EXERCISE AIM> Find the line containing "keeps supply order." in the entries below. Restate it and each line after it, word for word, up to and including the line containing "and description; a".

DATA>
━━━━

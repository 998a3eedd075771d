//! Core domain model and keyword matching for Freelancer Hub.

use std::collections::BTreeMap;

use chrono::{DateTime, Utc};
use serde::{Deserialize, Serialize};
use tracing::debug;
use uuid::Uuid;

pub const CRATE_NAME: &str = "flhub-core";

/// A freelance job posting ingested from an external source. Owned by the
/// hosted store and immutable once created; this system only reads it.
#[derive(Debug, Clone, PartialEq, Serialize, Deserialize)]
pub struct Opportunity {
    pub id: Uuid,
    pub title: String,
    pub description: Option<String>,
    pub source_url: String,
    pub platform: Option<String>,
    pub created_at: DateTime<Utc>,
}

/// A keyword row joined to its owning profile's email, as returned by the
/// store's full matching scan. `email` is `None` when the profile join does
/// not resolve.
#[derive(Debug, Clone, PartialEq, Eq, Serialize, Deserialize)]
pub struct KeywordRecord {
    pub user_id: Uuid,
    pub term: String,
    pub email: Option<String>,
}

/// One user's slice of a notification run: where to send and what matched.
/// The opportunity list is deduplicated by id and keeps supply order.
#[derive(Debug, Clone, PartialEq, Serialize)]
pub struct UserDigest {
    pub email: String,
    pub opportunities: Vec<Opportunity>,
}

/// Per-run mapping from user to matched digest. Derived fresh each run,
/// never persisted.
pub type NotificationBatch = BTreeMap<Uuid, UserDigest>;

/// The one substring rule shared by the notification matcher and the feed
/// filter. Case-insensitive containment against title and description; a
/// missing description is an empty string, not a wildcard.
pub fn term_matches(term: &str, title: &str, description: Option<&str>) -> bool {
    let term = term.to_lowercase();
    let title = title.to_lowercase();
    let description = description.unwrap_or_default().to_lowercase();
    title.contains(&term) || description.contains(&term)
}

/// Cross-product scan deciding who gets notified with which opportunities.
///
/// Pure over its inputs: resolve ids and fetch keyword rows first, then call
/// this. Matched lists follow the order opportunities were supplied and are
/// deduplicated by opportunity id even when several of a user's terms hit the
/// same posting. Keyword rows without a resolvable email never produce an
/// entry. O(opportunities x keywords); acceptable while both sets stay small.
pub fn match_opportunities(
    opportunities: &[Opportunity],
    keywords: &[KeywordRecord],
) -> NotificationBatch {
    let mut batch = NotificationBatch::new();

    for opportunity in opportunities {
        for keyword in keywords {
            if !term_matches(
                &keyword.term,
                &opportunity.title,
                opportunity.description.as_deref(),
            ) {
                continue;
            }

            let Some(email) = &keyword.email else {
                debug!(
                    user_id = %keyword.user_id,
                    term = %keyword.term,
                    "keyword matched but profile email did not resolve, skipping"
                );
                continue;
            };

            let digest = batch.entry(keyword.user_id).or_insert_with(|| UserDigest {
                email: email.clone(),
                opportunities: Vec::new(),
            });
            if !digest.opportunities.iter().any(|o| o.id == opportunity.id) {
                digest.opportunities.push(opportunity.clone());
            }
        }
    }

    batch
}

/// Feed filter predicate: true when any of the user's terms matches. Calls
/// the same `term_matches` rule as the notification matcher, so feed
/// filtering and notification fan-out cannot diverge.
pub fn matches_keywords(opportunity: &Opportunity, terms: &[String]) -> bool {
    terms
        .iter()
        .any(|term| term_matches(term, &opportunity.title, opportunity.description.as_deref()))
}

━━━━

SOLUTION BELOW>
/// The opportunity list is deduplicated by id and keeps supply order.
#[derive(Debug, Clone, PartialEq, Serialize)]
pub struct UserDigest {
    pub email: String,
    pub opportunities: Vec<Opportunity>,
}

/// Per-run mapping from user to matched digest. Derived fresh each run,
/// never persisted.
pub type NotificationBatch = BTreeMap<Uuid, UserDigest>;

/// The one substring rule shared by the notification matcher and the feed
/// filter. Case-insensitive containment against title and description; a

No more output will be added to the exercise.